/// GET /api/v1/contracts query
#[derive(Debug, Clone, Default, Deserialize)]
pub struct ContractListQuery {
    /// Comma-separated statuses
    #[serde(default)]
    pub status: Option<String>,
    #[serde(default)]
    pub source: Option<String>,
    #[serde(default)]
    pub q: Option<String>,
    #[serde(default)]
    pub limit: Option<usize>,
    #[serde(default)]
    pub offset: Option<usize>,
}

#[derive(Debug, Clone, Default)]
pub struct ContractFilter {
    pub statuses: Vec<ContractStatus>,
    pub source: Option<String>,
    pub q: Option<String>,
    pub limit: usize,
    pub offset: usize,
}

impl ContractFilter {
    pub const DEFAULT_LIMIT: usize = 100;
    pub const MAX_LIMIT: usize = 5000;

    pub fn clamp_limit(limit: usize) -> usize {
        limit.clamp(1, Self::MAX_LIMIT)
    }

    /// Case-insensitive match on title, agency and NAICS
    pub fn matches(&self, contract: &Contract) -> bool {
        if !self.statuses.is_empty() && !self.statuses.contains(&contract.status) {
            return false;
        }
        if let Some(source) = &self.source {
            if &contract.source != source {
                return false;
            }
        }
        if let Some(q) = self.q.as_deref().map(str::trim).filter(|q| !q.is_empty()) {
            let needle = q.to_lowercase();
            let hit = [&contract.title, &contract.agency, &contract.naics]
                .into_iter()
                .flatten()
                .any(|field| field.to_lowercase().contains(&needle));
            if !hit {
                return false;
            }
        }
        true
    }
}

impl TryFrom<ContractListQuery> for ContractFilter {
    type Error = String;

    fn try_from(query: ContractListQuery) -> Result<Self, Self::Error> {
        let statuses = query
            .status
            .as_deref()
            .unwrap_or_default()
            .split(',')
            .map(str::trim)
            .filter(|s| !s.is_empty())
            .map(ContractStatus::from_str)
            .collect::<Result<Vec<_>, _>>()?;
        Ok(Self {
            statuses,
            source: query.source.filter(|s| !s.is_empty()),
            q: query.q,
            limit: Self::clamp_limit(query.limit.unwrap_or(Self::DEFAULT_LIMIT)),
            offset: query.offset.unwrap_or(0),
        })
    }
}

/// Newest posted first, then newest created
pub fn sort_contracts(contracts: &mut [Contract]) {
    contracts.sort_by(|a, b| {
        b.posted_at
            .cmp(&a.posted_at)
            .then_with(|| b.created_at.cmp(&a.created_at))
    });
}

#[derive(Debug, Clone, Serialize, PartialEq)]
pub struct ContractStats {
    pub total: usize,
    pub by_status: BTreeMap<String, usize>,
    pub won: usize,
    pub lost: usize,
    /// `won / (won + lost)`; none before any decision
    pub win_rate: Option<f64>,
    pub total_award_amount: Decimal,
    pub due_soon: usize,
}

/// Aggregates for one status, as a store can compute them in a single pass
#[derive(Debug, Clone, Default, PartialEq)]
pub struct StatusTally {
    pub count: usize,
    pub award_amount: Decimal,
    /// Due inside [`ContractStats::due_window`]
    pub due_soon: usize,
}

impl ContractStats {
    pub const DUE_SOON_DAYS: i64 = 14;

    /// Inclusive `(from, to)` range counted as due soon
    pub fn due_window(now: DateTime<Utc>) -> (DateTime<Utc>, DateTime<Utc>) {
        (now, now + Duration::days(Self::DUE_SOON_DAYS))
    }

    pub fn compute<'a>(contracts: impl IntoIterator<Item = &'a Contract>, now: DateTime<Utc>) -> Self {
        let (from, to) = Self::due_window(now);
        let mut tallies: BTreeMap<String, StatusTally> = BTreeMap::new();
        for contract in contracts {
            let tally = tallies.entry(contract.status.as_str().to_string()).or_default();
            tally.count += 1;
            tally.award_amount += contract.award_amount.unwrap_or_default();
            if contract.due_at.is_some_and(|due| due >= from && due <= to) {
                tally.due_soon += 1;
            }
        }
        Self::from_tallies(tallies)
    }

    /// Award value counts for won contracts only, due-soon for open ones only.
    pub fn from_tallies(tallies: impl IntoIterator<Item = (String, StatusTally)>) -> Self {
        let mut by_status: BTreeMap<String, usize> = ContractStatus::ALL
            .iter()
            .map(|s| (s.as_str().to_string(), 0))
            .collect();
        let mut total = 0;
        let mut total_award_amount = Decimal::ZERO;
        let mut due_soon = 0;

        for (status, tally) in tallies {
            total += tally.count;
            let parsed = ContractStatus::from_str(&status).ok();
            if parsed == Some(ContractStatus::Won) {
                total_award_amount += tally.award_amount;
            }
            if parsed.is_some_and(|s| s.is_open()) {
                due_soon += tally.due_soon;
            }
            *by_status.entry(status).or_default() += tally.count;
        }

        let won = by_status[ContractStatus::Won.as_str()];
        let lost = by_status[ContractStatus::Lost.as_str()];
        let win_rate = (won + lost > 0).then(|| won as f64 / (won + lost) as f64);

        Self {
            total,
            by_status,
            won,
            lost,
            win_rate,
            total_award_amount,
            due_soon,
        }
    }
}

/// Per-source poller bookkeeping
#[derive(Debug, Clone, Serialize, Deserialize, PartialEq)]
pub struct SyncState {
    pub source: String,
    #[serde(default)]
    pub requests_today: u32,
    /// UTC day the request counter applies to
    #[serde(default)]
    pub quota_date: Option<chrono::NaiveDate>,
    #[serde(default)]
    pub last_run_at: Option<DateTime<Utc>>,
    #[serde(default)]
    pub last_success_at: Option<DateTime<Utc>>,
    #[serde(default)]
    pub last_error: Option<String>,
    #[serde(default)]
    pub last_fetched: usize,
    #[serde(default)]
    pub last_created: usize,
    #[serde(default)]
    pub last_updated: usize,
    pub created_at: DateTime<Utc>,
    pub updated_at: DateTime<Utc>,
}

impl SyncState {
    pub fn new(source: &str, now: DateTime<Utc>) -> Self {
        Self {
            source: source.to_string(),
            requests_today: 0,
            quota_date: Some(now.date_naive()),
            last_run_at: None,
            last_success_at: None,
            last_error: None,
            last_fetched: 0,
            last_created: 0,
            last_updated: 0,
            created_at: now,
            updated_at: now,
        }
    }

    /// Reset the request counter when the UTC day changed
    pub fn roll_quota(&mut self, now: DateTime<Utc>) {
        let today = now.date_naive();
        if self.quota_date != Some(today) {
            self.quota_date = Some(today);
            self.requests_today = 0;
        }
    }
}

#[derive(Debug, Clone, Copy, Serialize, Deserialize, PartialEq, Eq)]
#[serde(rename_all = "snake_case")]
pub enum SyncOutcome {
    Completed,
    AlreadyRunning,
    QuotaExhausted,
    NotConfigured,
    Failed,
}

#[derive(Debug, Clone, Serialize)]
pub struct SyncReport {
    pub outcome: SyncOutcome,
    pub trigger: String,
    pub fetched: usize,
    pub created: usize,
    pub updated: usize,
    #[serde(skip_serializing_if = "Option::is_none")]
    pub error: Option<String>,
    #[serde(skip_serializing_if = "Option::is_none")]
    pub state: Option<SyncState>,
}

impl SyncReport {
    pub fn empty(outcome: SyncOutcome, trigger: &str) -> Self {
        Self {
            outcome,
            trigger: trigger.to_string(),
            fetched: 0,
            created: 0,
            updated: 0,
            error: None,
            state: None,
        }
    }
}

#[derive(Debug, Clone, Serialize)]
pub struct SyncStatus {
    pub enabled: bool,
    pub configured: bool,
    pub running: bool,
    pub daily_request_quota: u32,
    pub interval_seconds: u64,
    pub state: Option<SyncState>,
}

/// POST /api/v1/contracts/sam/sync body
#[derive(Debug, Clone, Default, Deserialize)]
pub struct SyncRequest {
    #[serde(default)]
    pub query: Option<String>,
    #[serde(default)]
    pub days_back: Option<u32>,
    #[serde(default)]
    pub limit: Option<u32>,
}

---

§ Task directions
Where a line of the records above holds the word "const", copy that line.

§ Solution to this problem
    pub const DEFAULT_LIMIT: usize = 100;
    pub const MAX_LIMIT: usize = 5000;
    pub const DUE_SOON_DAYS: i64 = 14;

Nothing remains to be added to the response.